**Requirement**
Look through the records below, and copy out every line that holds the string "exists".

**Exercise materials**
----------------------------------------

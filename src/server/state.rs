//! Shared server state

use super::ServerConfig;
use crate::dataset::{CsvDatasetProvider, DatasetProvider, SyntheticDatasetProvider};
use crate::pipeline::{PipelineConfig, RiskPipeline};

/// State shared by all handlers.
///
/// The pipeline itself is rebuilt per request; the state only carries the
/// configuration needed to construct it.
pub struct AppState {
    pub config: ServerConfig,
    pub pipeline_config: PipelineConfig,
}

impl AppState {
    pub fn new(config: ServerConfig) -> Self {
        Self {
            config,
            pipeline_config: PipelineConfig::default(),
        }
    }

    /// Build a pipeline for one request.
    ///
    /// Uses the configured CSV when the file exists, otherwise falls back
    /// to the synthetic provider so the service stays usable without a
    /// dataset on disk.
    pub fn pipeline(&self) -> RiskPipeline {
        let provider: Box<dyn DatasetProvider> =
            if std::path::Path::new(&self.config.data_path).exists() {
                Box::new(CsvDatasetProvider::new(&self.config.data_path))
            } else {
                Box::new(SyntheticDatasetProvider::new(self.config.synthetic_samples))
            };
        RiskPipeline::new(provider, self.pipeline_config.clone())
    }
}
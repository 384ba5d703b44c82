use bonehealth::server::{run_server, ServerConfig};
use clap::Parser;
use tracing_subscriber::EnvFilter;

#[derive(Parser, Debug)]
#[command(name = "bonehealth", version, about = "Osteoporosis risk prediction server")]
struct Args {
    /// Host to bind
    #[arg(long)]
    host: Option<String>,

    /// Port to bind
    #[arg(long)]
    port: Option<u16>,

    /// Path to the training dataset CSV
    #[arg(long)]
    data_path: Option<String>,
}

#[tokio::main]
async fn main() -> anyhow::Result<()> {
    tracing_subscriber::fmt()
        .with_env_filter(
            EnvFilter::try_from_default_env().unwrap_or_else(|_| EnvFilter::new("info")),
        )
        .init();

    let args = Args::parse();
    let mut config = ServerConfig::default();
    if let Some(host) = args.host {
        config.host = host;
    }
    if let Some(port) = args.port {
        config.port = port;
    }
    if let Some(data_path) = args.data_path {
        config.data_path = data_path;
    }

    run_server(config).await
}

----------------------------------------

**Written answer**
    /// Uses the configured CSV when the file exists, otherwise falls back
            if std::path::Path::new(&self.config.data_path).exists() {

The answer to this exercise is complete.